Ida May Mellen (1877–1970) was an American ichthyologist and biologist. She worked at the New York Aquarium from 1916 to 1929.

She was born in New York City to Mary Davis and Andrew Jackson Mellen in 1877. After graduating from the Lockwood Academy in Brooklyn, Mellen attended Browne’s Business School, 76 Court Street, Brooklyn, from which she graduated in 1900.

She spent several years as a law reporter in New York while she also studied at the Marine Biological Laboratory at Woods Hole (1908–1910). She joined the New York Aquarium in 1916 as secretary to Aquarium Director Charles H. Townsend, and later became involved in the scientific work of the Aquarium.

Within a short time, she was writing articles for the Bulletin of the New York Zoological Society, which operated the Aquarium. Her first article, “Some Babies of the Sea,” appeared in the Bulletin in March 1917. She frequently contributed to the Bulletin and published several books, including Fishes in the Home (1927).

In 1929, she left the New York Aquarium. The reason for her departure is unclear. But over the years, she continued her own research and writing on a variety of topics, not just fish, and she published both fiction and nonfiction.
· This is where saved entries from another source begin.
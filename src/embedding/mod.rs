//! Minor embeddings of problem variables onto hardware qubits
//!
//! An embedding maps every problem variable to a chain of physical qubits.
//! Embeddings are produced by the size search (or externally), persisted as
//! JSON objects `{"<variable>": [<qubit>, ...]}`, and loaded read-only by the
//! experiment runner.
//!
//! [`embed_bqm`] and [`unembed_sampleset`] stand in for the embedding
//! utilities of an annealing client library and cover only what the sweep
//! needs.

pub mod embed;
pub mod unembed;

pub use embed::*;
pub use unembed::*;

use crate::qubo::{BinaryQuadraticModel, Variable};
use crate::topology::{Qubit, Topology};
use crate::{RcmError, Result};
use serde::{Deserialize, Serialize};
use smallvec::SmallVec;
use std::collections::{BTreeMap, HashMap};
use std::io::Write;
use std::path::Path;

/// Physical qubits representing one variable
pub type Chain = SmallVec<[Qubit; 4]>;

/// Variable-to-chain mapping
#[derive(Debug, Clone, Default, PartialEq, Eq, Serialize, Deserialize)]
#[serde(transparent)]
pub struct Embedding {
    chains: BTreeMap<Variable, Chain>,
}

impl Embedding {
    /// Create an empty embedding
    pub fn new() -> Self {
        Self::default()
    }

    /// Set the chain of a variable, replacing any previous chain
    pub fn insert(&mut self, variable: Variable, chain: impl IntoIterator<Item = Qubit>) {
        let mut chain: Chain = chain.into_iter().collect();
        chain.sort_unstable();
        chain.dedup();
        self.chains.insert(variable, chain);
    }

    /// Chain of a variable
    pub fn chain(&self, variable: Variable) -> Option<&[Qubit]> {
        self.chains.get(&variable).map(|chain| chain.as_slice())
    }

    /// Number of embedded variables
    pub fn len(&self) -> usize {
        self.chains.len()
    }

    /// Whether no variable is embedded
    pub fn is_empty(&self) -> bool {
        self.chains.is_empty()
    }

    /// Iterate over chains in variable order
    pub fn iter(&self) -> impl Iterator<Item = (Variable, &[Qubit])> + '_ {
        self.chains.iter().map(|(&v, chain)| (v, chain.as_slice()))
    }

    /// Total number of qubits used
    pub fn qubit_count(&self) -> usize {
        self.chains.values().map(|chain| chain.len()).sum()
    }

    /// Length of the longest chain
    pub fn max_chain_length(&self) -> usize {
        self.chains.values().map(|chain| chain.len()).max().unwrap_or(0)
    }

    /// Owning variable of every used qubit
    pub fn qubit_owners(&self) -> HashMap<Qubit, Variable> {
        self.chains
            .iter()
            .flat_map(|(&v, chain)| chain.iter().map(move |&q| (q, v)))
            .collect()
    }

    /// Check that this embedding realizes `source` on `target`
    ///
    /// Every source variable needs a non-empty chain of target qubits, chains
    /// must be disjoint and connected, and every interaction needs at least
    /// one coupler between the two chains.
    pub fn validate(
        &self,
        source: &BinaryQuadraticModel<Variable>,
        target: &Topology,
    ) -> Result<()> {
        let mut owners: HashMap<Qubit, Variable> = HashMap::new();

        for v in source.variables() {
            let chain = self
                .chain(v)
                .ok_or_else(|| RcmError::embedding_error(format!("variable {} has no chain", v)))?;

            if chain.is_empty() {
                return Err(RcmError::embedding_error(format!("variable {} has an empty chain", v)));
            }

            for &q in chain {
                if !target.contains(q) {
                    return Err(RcmError::embedding_error(format!(
                        "qubit {} of variable {} is not in the target graph",
                        q, v
                    )));
                }
                if let Some(other) = owners.insert(q, v) {
                    return Err(RcmError::embedding_error(format!(
                        "qubit {} is shared by variables {} and {}",
                        q, other, v
                    )));
                }
            }

            if !target.is_connected_subgraph(chain) {
                return Err(RcmError::embedding_error(format!(
                    "chain of variable {} is not connected",
                    v
                )));
            }
        }

        for (u, v, _) in source.iter_quadratic() {
            if coupling_edges(self, target, u, v)?.is_empty() {
                return Err(RcmError::embedding_error(format!(
                    "no coupler between the chains of {} and {}",
                    u, v
                )));
            }
        }

        Ok(())
    }

    /// Load an embedding from a JSON file
    pub fn from_file<P: AsRef<Path>>(path: P) -> Result<Self> {
        let content = std::fs::read_to_string(path)?;
        let embedding: Embedding = serde_json::from_str(&content)?;
        Ok(embedding)
    }

    /// Save the embedding to a JSON file
    pub fn to_file<P: AsRef<Path>>(&self, path: P) -> Result<()> {
        let mut file = std::fs::File::create(path)?;
        serde_json::to_writer_pretty(&mut file, self)?;
        file.write_all(b"\n")?;
        Ok(())
    }
}

impl FromIterator<(Variable, Vec<Qubit>)> for Embedding {
    fn from_iter<I: IntoIterator<Item = (Variable, Vec<Qubit>)>>(iter: I) -> Self {
        let mut embedding = Embedding::new();
        for (v, chain) in iter {
            embedding.insert(v, chain);
        }
        embedding
    }
}

/// Couplers joining the chains of two variables
pub(crate) fn coupling_edges(
    embedding: &Embedding,
    target: &Topology,
    u: Variable,
    v: Variable,
) -> Result<Vec<(Qubit, Qubit)>> {
    let missing = |x: Variable| RcmError::embedding_error(format!("variable {} has no chain", x));
    let chain_u = embedding.chain(u).ok_or_else(|| missing(u))?;
    let chain_v = embedding.chain(v).ok_or_else(|| missing(v))?;

    Ok(chain_u
        .iter()
        .flat_map(|&p| chain_v.iter().map(move |&q| (p, q)))
        .filter(|&(p, q)| target.are_connected(p, q))
        .collect())
}

#[cfg(test)]
mod tests {
    use super::*;
    use crate::qubo::Vartype;
    use crate::topology::chimera;

    fn triangle() -> BinaryQuadraticModel<Variable> {
        let mut bqm = BinaryQuadraticModel::new(Vartype::Binary);
        bqm.add_interaction(Variable(0), Variable(1), 1.0);
        bqm.add_interaction(Variable(1), Variable(2), 1.0);
        bqm.add_interaction(Variable(0), Variable(2), 1.0);
        bqm
    }

    // In a single K(4,4) cell a triangle needs one chain of length two.
    fn triangle_embedding() -> Embedding {
        [
            (Variable(0), vec![Qubit(0), Qubit(4)]),
            (Variable(1), vec![Qubit(5)]),
            (Variable(2), vec![Qubit(1)]),
        ]
        .into_iter()
        .collect()
    }

    #[test]
    fn test_valid_embedding() {
        let target = chimera(1, 1, 4).unwrap();
        triangle_embedding().validate(&triangle(), &target).unwrap();
        assert_eq!(triangle_embedding().qubit_count(), 4);
        assert_eq!(triangle_embedding().max_chain_length(), 2);
    }

    #[test]
    fn test_missing_coupler_detected() {
        let target = chimera(1, 1, 4).unwrap();
        let embedding: Embedding = [
            (Variable(0), vec![Qubit(0)]),
            (Variable(1), vec![Qubit(4)]),
            (Variable(2), vec![Qubit(1)]),
        ]
        .into_iter()
        .collect();

        let err = embedding.validate(&triangle(), &target).unwrap_err();
        assert!(err.to_string().contains("no coupler"));
    }

    #[test]
    fn test_shared_qubit_detected() {
        let target = chimera(1, 1, 4).unwrap();
        let embedding: Embedding = [
            (Variable(0), vec![Qubit(0), Qubit(4)]),
            (Variable(1), vec![Qubit(4)]),
            (Variable(2), vec![Qubit(1)]),
        ]
        .into_iter()
        .collect();

        assert!(embedding.validate(&triangle(), &target).is_err());
    }

    #[test]
    fn test_disconnected_chain_detected() {
        let target = chimera(1, 1, 4).unwrap();
        let mut embedding = triangle_embedding();
        embedding.insert(Variable(0), [Qubit(0), Qubit(2)]);

        let err = embedding.validate(&triangle(), &target).unwrap_err();
        assert!(err.to_string().contains("not connected"));
    }

    #[test]
    fn test_json_format() {
        let json = serde_json::to_string(&triangle_embedding()).unwrap();
        assert_eq!(json, r#"{"0":[0,4],"1":[5],"2":[1]}"#);

        let parsed: Embedding = serde_json::from_str(&json).unwrap();
        assert_eq!(parsed, triangle_embedding());
    }
}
She adopted the pseudonyms George Otis and Esmeralda de Mar for some of her work.

Mellen died in 1970. The fish platyhelminth parasite Neobenedenia melleni of aquarium fish was named in her honor.

==Selected publications==
- Fishes in the Home (1927)
- The Young Folks' Book of Fishes (1927)
- Roof Gardening (1929)
- 1001 Answers to Questions about Aquarium Fishes (1935)
- The Science and Mystery of the Cat (1940)
- Twenty Little Fishes (1942)
- The Natural History of the Pig (1952)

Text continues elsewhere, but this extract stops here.